D’abord, l’économie. Le marxisme, qui se voulait une science, est un économisme. Il prétendait apporter une nouvelle science économique, avec Le Capital de Karl Marx. Or, celle-ci est complètement réfutée par les progrès de l’analyse économique. Le malheur théorique de Marx, qui n’a rien ôté pendant longtemps à sa fortune politique, c’est qu’il a adopté la théorie de la valeur-travail de Ricardo, qui a été abandonnée presque aussitôt après, avec le développement de l’analyse marginaliste, vers 1870. Selon la théorie de la valeur-travail, si les prix, c’est-à-dire la valeur des marchandises, sont fixés par la loi de l’offre et de la demande, ce n’est pas l’utilité des choses qui détermine leur prix, mais le travail qui a servi à les produire et qui s’y trouve « incorporé ». Avec Marx, on baigne dans une conception animiste : le fait qu’une marchandise soit fabriquée par un homme lui donnerait une valeur intrinsèque, comme si un fluide magique passait de l’homme à la chose qu’il fabrique.
Schumpeter a dit que la valeur-travail était morte et enterrée, en faisant remarquer notamment qu’il n’y a pas de travail moyen, et que cette théorie ne parvient pas à expliquer comment s’établit la valeur des différentes forces de travail : le salaire de l’ingénieur par rapport à celui du balayeur.

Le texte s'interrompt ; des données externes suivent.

use anyhow::{Context, Result};
use capgains::config::{self, Config};
use capgains::gains::income_at_receipt;
use capgains::ledger::load_ledger;
use capgains::report::{build_report, write_balance, write_report};
use capgains::{Inventory, SaleProcessor, q2, q8};
use clap::Parser;
use rust_decimal::prelude::*;
use std::fs::File;
use std::path::PathBuf;
use tracing_subscriber::EnvFilter;
use tracing_subscriber::filter::LevelFilter;

#[derive(Parser, Debug)]
#[command(name = "capgains", author, version, about = "Realized capital gains and taxes from a transaction ledger", long_about = None)]
struct Args {
    /// Semicolon-delimited ledger (Date;Type;Units;Unit Price;Currency)
    #[arg(value_name = "FILE")]
    input: PathBuf,

    /// Report destination
    #[arg(short, long, value_name = "OUTPUT", default_value = "capital_gains_report.csv")]
    output: PathBuf,

    /// Also write the lots held after each sale
    #[arg(long, value_name = "FILE")]
    balance_output: Option<PathBuf>,

    /// Cost basis method: ACB, FIFO, LIFO or HIFO [env: CAPGAINS_METHOD]
    #[arg(short, long)]
    method: Option<String>,

    /// Tax rate on positive gains, as a fraction [env: CAPGAINS_TAX_RATE]
    #[arg(short, long)]
    tax_rate: Option<String>,

    /// Currency label for the report [env: CAPGAINS_CURRENCY]
    #[arg(long)]
    currency: Option<String>,

    /// Log every lot draw and balance snapshot
    #[arg(short, long)]
    verbose: bool,
}

fn resolve_config(args: &Args) -> Result<Config> {
    let mut config = Config::from_env()?;
    if let Some(m) = &args.method {
        config.method = config::parse_method("--method", m)?;
    }
    if let Some(t) = &args.tax_rate {
        config.tax_rate = config::parse_tax_rate("--tax-rate", t)?;
    }
    if let Some(c) = &args.currency {
        config.currency = c.trim().to_uppercase();
    }
    Ok(config)
}

/// `RUST_LOG` decides what is logged when it is set; `--verbose` only ever
/// raises the level to debug.
fn log_filter(verbose: bool, rust_log: Option<&str>) -> EnvFilter {
    let fallback = if verbose { "debug" } else { "info" };
    match rust_log.map(EnvFilter::try_new) {
        Some(Ok(filter)) if verbose => filter.add_directive(LevelFilter::DEBUG.into()),
        Some(Ok(filter)) => filter,
        _ => EnvFilter::new(fallback),
    }
}

fn main() -> Result<()> {
    let args = Args::parse();

    let rust_log = std::env::var("RUST_LOG").ok();
    tracing_subscriber::fmt()
        .with_env_filter(log_filter(args.verbose, rust_log.as_deref()))
        .init();

    let config = resolve_config(&args)?;

    let ledger = load_ledger(&args.input)
        .with_context(|| format!("loading ledger {}", args.input.display()))?;
    tracing::info!(
        purchases = ledger.purchases.len(),
        sales = ledger.sales.len(),
        method = %config.method,
        "ledger loaded"
    );

    let mut inventory = Inventory::from_purchases(&ledger.purchases);
    let outcome = SaleProcessor::new(config.method)
        .with_tax_rate(config.tax_rate)
        .process_with_snapshots(&mut inventory, &ledger.sales)
        .context("processing sales")?;
    let income =
        income_at_receipt(&ledger.purchases, config.tax_rate).context("computing mining income")?;
    let (rows, totals) =
        build_report(&outcome.results, &income, &config.currency).context("totalling report")?;

    let out_file = File::create(&args.output)
        .with_context(|| format!("creating {}", args.output.display()))?;
    write_report(&rows, out_file).context("writing report")?;

    if let Some(path) = &args.balance_output {
        let f = File::create(path).with_context(|| format!("creating {}", path.display()))?;
        write_balance(&outcome.snapshots, f).context("writing balance evolution")?;
    }

    let cur = &config.currency;
    println!("\n=== CAPITAL GAINS SUMMARY ({}) ===", config.method);
    println!("Tax rate: {}", config.tax_rate);
    println!("Sales processed: {}", outcome.results.len());
    println!("Total sale value ({}): {}", cur, q2(totals.value));
    println!("Gross profit ({}): {}", cur, q2(totals.gross_profit));
    println!("Mining income ({}): {}", cur, q2(totals.income));
    println!("Taxes ({}): {}", cur, q2(totals.taxes));
    println!("Net profit ({}): {}", cur, q2(totals.net_profit));

    let (units, cost) = inventory
        .position()
        .context("ending inventory exceeds the decimal range")?;
    let avg = if units.is_zero() {
        Decimal::ZERO
    } else {
        cost
            .checked_div(units)
            .context("ending average cost exceeds the decimal range")?
    };
    println!("\n=== ENDING INVENTORY ===");
    println!(
        "units={}, cost({})={}, avg_cost({}/unit)={}",
        q8(units),
        cur,
        q2(cost),
        cur,
        q2(avg)
    );

    println!("\nWrote tax report: {}", args.output.display());
    if let Some(path) = &args.balance_output {
        println!("Wrote balance evolution: {}", path.display());
    }
    Ok(())
}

Tout le marxisme s’écroule avec la théorie de la valeur-travail, qui fondait la notion de plus-value, celle de l’exploitation et la prophétie de la paupérisation. Marx, écrivant dans les années 1850, annonçait que les ouvriers seraient toujours de plus en plus pauvres, jusqu’à la révolution. Il est évident que les faits l’ont démenti.

Quand les bolcheviques sont arrivés au pouvoir, ils ont supprimé la propriété privée des moyens de production, conformément à leur programme. Bien que la propagande eût longtemps dissimulé le fonctionnement réel des économies communistes, les auteurs libéraux avaient montré depuis longtemps, et surtout depuis 1920, avec un célèbre article de Ludwig von Mises, que la planification centralisée était impossible. Il y a eu un grand débat à ce sujet entre Mises et des auteurs socialistes, comme Oscar Lange, dans les années trente. Peut-on mieux diriger l’économie en supprimant la propriété privée et en ramenant tout au centre, de manière à supprimer les gaspillages inhérents au capitalisme, qui multiplie les lieux de décision ? Cette discussion avait des conséquences pratiques sur la manière dont il fallait planifier l’économie par le Gosplan en Union soviétique, et elle avait aussi une grande importance pour la philosophie politique, car le socialisme faisait la critique des ordres spontanés, des institutions traditionnelles comme la famille et la propriété, et demandait que l’on fît table rase du passé et que l’on éliminât les gaspillages du capitalisme, en confiant à l’autorité centrale, au despote éclairé comme on disait au XVIIIe siècle, le soin de gérer la société et l’économie dans le détail.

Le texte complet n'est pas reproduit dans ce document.